■ WORK REQUEST:
From the records below, copy each line that has the word "FeedCommand" in it.

--------------------------------------------------

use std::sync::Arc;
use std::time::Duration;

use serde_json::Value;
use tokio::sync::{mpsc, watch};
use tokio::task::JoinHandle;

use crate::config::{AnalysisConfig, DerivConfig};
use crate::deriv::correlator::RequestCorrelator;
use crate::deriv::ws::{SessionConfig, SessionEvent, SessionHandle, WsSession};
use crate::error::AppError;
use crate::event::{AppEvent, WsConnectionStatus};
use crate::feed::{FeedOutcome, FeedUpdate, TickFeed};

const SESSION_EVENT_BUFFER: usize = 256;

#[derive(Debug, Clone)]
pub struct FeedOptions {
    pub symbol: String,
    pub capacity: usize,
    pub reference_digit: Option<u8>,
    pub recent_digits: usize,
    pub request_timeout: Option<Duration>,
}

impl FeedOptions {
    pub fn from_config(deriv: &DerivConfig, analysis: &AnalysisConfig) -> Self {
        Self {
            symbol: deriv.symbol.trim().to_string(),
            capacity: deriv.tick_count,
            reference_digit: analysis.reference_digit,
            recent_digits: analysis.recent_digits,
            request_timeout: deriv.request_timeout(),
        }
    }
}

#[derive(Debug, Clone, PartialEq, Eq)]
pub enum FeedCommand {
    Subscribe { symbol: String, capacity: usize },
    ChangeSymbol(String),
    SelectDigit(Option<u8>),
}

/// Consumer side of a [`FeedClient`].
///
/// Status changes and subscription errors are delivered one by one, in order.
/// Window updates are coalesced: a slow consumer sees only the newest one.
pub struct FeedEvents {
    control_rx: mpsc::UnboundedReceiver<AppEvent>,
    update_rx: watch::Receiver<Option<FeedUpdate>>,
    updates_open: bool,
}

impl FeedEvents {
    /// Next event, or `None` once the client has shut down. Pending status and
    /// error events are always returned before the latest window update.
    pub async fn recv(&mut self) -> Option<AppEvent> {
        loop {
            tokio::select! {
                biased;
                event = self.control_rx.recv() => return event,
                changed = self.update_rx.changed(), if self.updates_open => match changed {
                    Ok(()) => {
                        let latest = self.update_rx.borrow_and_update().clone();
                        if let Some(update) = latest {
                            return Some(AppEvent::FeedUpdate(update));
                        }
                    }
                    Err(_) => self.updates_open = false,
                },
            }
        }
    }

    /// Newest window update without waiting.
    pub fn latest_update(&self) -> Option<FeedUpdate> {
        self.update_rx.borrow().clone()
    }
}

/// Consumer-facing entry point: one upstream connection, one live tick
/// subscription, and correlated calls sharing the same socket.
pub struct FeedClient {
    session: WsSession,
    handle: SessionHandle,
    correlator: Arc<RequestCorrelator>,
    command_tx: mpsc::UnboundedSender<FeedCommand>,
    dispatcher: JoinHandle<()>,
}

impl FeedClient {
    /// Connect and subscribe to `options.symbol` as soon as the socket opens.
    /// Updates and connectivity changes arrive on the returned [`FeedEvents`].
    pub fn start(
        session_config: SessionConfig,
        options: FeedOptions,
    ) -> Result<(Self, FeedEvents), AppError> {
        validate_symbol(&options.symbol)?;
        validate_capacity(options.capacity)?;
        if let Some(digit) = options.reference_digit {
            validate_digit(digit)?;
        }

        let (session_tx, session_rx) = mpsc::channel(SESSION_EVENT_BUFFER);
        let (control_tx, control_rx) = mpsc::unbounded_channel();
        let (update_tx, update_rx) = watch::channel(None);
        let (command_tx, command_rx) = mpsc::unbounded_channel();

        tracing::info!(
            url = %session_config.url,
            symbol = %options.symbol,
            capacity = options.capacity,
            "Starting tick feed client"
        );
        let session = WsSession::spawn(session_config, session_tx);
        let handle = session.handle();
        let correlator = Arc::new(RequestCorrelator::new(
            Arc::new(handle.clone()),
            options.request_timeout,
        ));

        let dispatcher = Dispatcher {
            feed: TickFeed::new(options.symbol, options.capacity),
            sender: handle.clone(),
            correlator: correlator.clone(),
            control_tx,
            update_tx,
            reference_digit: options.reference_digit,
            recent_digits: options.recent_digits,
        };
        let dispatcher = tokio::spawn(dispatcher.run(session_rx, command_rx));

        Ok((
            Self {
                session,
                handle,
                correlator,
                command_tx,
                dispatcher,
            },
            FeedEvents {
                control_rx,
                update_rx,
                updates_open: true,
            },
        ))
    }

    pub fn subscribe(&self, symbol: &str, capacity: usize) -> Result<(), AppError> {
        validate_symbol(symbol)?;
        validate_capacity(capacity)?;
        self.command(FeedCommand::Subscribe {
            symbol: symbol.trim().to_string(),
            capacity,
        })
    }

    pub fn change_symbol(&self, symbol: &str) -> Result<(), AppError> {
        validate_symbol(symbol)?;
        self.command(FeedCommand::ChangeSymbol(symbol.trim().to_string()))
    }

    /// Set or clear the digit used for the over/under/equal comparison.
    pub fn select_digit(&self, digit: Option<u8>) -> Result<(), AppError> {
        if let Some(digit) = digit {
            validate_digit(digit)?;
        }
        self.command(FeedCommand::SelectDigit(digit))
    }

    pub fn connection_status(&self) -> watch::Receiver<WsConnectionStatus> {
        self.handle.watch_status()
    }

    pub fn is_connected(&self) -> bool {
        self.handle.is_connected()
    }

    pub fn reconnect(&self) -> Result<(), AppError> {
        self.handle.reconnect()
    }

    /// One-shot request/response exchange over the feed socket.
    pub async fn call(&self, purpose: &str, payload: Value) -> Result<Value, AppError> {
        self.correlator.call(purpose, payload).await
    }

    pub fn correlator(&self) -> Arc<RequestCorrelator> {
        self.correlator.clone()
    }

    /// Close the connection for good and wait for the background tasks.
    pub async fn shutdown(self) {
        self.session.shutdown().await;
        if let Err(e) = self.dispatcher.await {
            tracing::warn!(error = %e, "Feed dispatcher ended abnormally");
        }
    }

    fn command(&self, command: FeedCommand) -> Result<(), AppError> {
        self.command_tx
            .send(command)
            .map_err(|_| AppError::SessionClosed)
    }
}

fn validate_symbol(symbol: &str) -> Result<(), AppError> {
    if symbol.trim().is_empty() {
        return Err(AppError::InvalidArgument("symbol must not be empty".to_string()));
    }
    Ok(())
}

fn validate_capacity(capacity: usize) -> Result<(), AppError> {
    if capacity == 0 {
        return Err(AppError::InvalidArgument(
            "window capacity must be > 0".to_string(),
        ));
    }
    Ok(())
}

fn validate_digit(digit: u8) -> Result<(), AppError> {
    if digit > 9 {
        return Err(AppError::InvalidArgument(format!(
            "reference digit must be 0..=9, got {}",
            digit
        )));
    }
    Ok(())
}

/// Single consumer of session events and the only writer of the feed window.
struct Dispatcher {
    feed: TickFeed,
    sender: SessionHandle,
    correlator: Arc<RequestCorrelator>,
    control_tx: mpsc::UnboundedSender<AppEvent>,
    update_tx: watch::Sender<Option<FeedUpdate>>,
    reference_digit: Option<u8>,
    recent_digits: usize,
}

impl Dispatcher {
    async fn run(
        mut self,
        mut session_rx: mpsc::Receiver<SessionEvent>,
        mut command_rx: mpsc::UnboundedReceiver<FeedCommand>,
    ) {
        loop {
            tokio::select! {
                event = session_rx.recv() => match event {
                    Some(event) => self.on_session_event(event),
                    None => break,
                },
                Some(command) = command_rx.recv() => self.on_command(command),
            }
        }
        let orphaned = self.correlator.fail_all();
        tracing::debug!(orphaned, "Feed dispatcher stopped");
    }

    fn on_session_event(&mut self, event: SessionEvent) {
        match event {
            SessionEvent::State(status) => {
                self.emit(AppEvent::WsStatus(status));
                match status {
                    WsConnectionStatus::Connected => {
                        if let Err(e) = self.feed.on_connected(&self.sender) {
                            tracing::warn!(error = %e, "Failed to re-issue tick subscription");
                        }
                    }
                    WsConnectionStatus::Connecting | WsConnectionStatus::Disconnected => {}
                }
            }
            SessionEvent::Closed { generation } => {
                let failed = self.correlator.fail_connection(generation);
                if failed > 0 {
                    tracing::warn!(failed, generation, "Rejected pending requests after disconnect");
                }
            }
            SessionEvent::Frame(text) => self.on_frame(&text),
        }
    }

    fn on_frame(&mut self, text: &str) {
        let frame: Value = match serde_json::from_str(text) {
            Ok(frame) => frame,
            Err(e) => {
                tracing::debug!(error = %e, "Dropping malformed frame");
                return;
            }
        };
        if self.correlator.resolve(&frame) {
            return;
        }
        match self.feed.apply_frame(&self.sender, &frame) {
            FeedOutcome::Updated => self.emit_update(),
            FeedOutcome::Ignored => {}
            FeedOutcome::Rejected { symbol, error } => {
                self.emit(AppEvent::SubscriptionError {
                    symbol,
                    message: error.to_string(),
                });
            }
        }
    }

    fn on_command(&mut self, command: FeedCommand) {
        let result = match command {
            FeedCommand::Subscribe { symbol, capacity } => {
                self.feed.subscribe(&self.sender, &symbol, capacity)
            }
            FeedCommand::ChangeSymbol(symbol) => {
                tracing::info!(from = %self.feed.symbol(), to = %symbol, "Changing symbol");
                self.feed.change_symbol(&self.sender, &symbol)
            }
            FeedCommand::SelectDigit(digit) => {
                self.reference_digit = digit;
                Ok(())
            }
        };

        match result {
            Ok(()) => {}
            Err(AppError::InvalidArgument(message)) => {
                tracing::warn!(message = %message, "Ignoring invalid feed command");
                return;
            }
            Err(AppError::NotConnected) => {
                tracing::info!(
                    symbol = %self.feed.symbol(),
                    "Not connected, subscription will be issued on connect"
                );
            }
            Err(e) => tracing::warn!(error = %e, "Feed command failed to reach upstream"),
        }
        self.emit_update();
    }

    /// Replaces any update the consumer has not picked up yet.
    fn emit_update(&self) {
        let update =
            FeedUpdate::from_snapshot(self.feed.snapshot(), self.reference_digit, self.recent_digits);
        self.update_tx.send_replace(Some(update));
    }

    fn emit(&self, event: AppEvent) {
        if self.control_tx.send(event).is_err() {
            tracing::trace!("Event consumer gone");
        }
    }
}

--------------------------------------------------

■ OUTPUT FOR THIS TASK:
pub enum FeedCommand {
    command_tx: mpsc::UnboundedSender<FeedCommand>,
        self.command(FeedCommand::Subscribe {
        self.command(FeedCommand::ChangeSymbol(symbol.trim().to_string()))
        self.command(FeedCommand::SelectDigit(digit))
    fn command(&self, command: FeedCommand) -> Result<(), AppError> {
        mut command_rx: mpsc::UnboundedReceiver<FeedCommand>,
    fn on_command(&mut self, command: FeedCommand) {
            FeedCommand::Subscribe { symbol, capacity } => {
            FeedCommand::ChangeSymbol(symbol) => {
            FeedCommand::SelectDigit(digit) => {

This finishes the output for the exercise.